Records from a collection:
═══

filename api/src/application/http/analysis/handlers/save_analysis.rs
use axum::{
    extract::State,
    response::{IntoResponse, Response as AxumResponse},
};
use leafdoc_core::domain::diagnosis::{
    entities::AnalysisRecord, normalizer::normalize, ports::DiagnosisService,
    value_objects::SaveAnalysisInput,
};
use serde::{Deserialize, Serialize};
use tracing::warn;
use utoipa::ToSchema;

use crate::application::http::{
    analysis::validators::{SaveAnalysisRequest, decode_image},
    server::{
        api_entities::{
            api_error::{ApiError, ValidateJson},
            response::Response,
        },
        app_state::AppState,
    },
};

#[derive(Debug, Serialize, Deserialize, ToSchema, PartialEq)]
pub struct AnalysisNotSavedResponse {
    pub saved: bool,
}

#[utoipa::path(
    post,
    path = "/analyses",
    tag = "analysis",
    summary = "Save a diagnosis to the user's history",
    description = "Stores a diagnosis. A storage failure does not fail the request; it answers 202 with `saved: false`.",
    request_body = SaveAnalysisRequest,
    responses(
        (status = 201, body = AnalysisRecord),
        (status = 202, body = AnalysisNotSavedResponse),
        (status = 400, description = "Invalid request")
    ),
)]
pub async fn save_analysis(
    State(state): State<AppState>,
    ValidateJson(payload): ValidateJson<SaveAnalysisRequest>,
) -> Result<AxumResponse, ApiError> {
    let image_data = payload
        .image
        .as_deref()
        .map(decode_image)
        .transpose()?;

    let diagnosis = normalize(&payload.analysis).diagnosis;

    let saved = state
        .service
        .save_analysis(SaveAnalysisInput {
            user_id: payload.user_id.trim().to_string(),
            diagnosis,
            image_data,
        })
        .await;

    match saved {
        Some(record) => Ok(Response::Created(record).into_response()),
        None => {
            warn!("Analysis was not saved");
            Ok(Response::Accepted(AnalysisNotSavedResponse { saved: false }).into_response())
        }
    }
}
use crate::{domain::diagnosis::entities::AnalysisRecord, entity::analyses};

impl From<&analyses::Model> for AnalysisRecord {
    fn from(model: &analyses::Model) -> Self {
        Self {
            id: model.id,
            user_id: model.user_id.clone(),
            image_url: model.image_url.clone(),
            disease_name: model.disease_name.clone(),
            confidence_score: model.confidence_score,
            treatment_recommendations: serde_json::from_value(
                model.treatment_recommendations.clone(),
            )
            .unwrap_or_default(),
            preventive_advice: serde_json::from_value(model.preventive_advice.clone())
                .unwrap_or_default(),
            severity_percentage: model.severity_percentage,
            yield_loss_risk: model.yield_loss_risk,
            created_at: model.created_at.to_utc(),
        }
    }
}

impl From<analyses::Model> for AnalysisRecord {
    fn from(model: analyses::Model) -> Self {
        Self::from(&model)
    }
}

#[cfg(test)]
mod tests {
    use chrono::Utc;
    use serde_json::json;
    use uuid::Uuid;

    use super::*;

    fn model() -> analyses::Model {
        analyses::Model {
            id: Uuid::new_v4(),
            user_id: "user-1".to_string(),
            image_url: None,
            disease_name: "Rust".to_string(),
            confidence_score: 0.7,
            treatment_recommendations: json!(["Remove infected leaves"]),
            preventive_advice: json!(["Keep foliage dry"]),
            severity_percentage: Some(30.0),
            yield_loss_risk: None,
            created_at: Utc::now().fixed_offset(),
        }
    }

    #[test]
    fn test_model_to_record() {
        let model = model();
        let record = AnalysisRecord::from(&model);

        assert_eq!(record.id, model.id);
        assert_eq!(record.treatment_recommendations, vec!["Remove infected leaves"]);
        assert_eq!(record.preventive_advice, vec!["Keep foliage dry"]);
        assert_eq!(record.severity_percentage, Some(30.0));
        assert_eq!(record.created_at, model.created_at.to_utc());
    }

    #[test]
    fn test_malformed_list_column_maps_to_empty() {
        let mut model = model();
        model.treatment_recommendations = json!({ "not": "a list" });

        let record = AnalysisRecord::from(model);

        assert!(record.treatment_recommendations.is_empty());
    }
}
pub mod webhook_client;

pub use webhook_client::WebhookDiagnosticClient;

═══

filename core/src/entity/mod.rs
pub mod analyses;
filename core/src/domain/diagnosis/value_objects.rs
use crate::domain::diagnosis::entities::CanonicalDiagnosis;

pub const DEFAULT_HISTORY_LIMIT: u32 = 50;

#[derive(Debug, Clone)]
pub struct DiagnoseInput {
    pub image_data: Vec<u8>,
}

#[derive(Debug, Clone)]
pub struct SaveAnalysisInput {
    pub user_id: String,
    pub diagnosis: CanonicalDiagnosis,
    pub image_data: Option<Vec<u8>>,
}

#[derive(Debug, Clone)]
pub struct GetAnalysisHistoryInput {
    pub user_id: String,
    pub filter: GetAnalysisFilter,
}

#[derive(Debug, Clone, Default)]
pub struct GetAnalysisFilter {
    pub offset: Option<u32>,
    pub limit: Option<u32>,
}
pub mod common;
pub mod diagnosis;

═══

REQUIREMENT |
How many lines in the data above hold the word "normalize"? Answer with the number alone.

REPLY |
2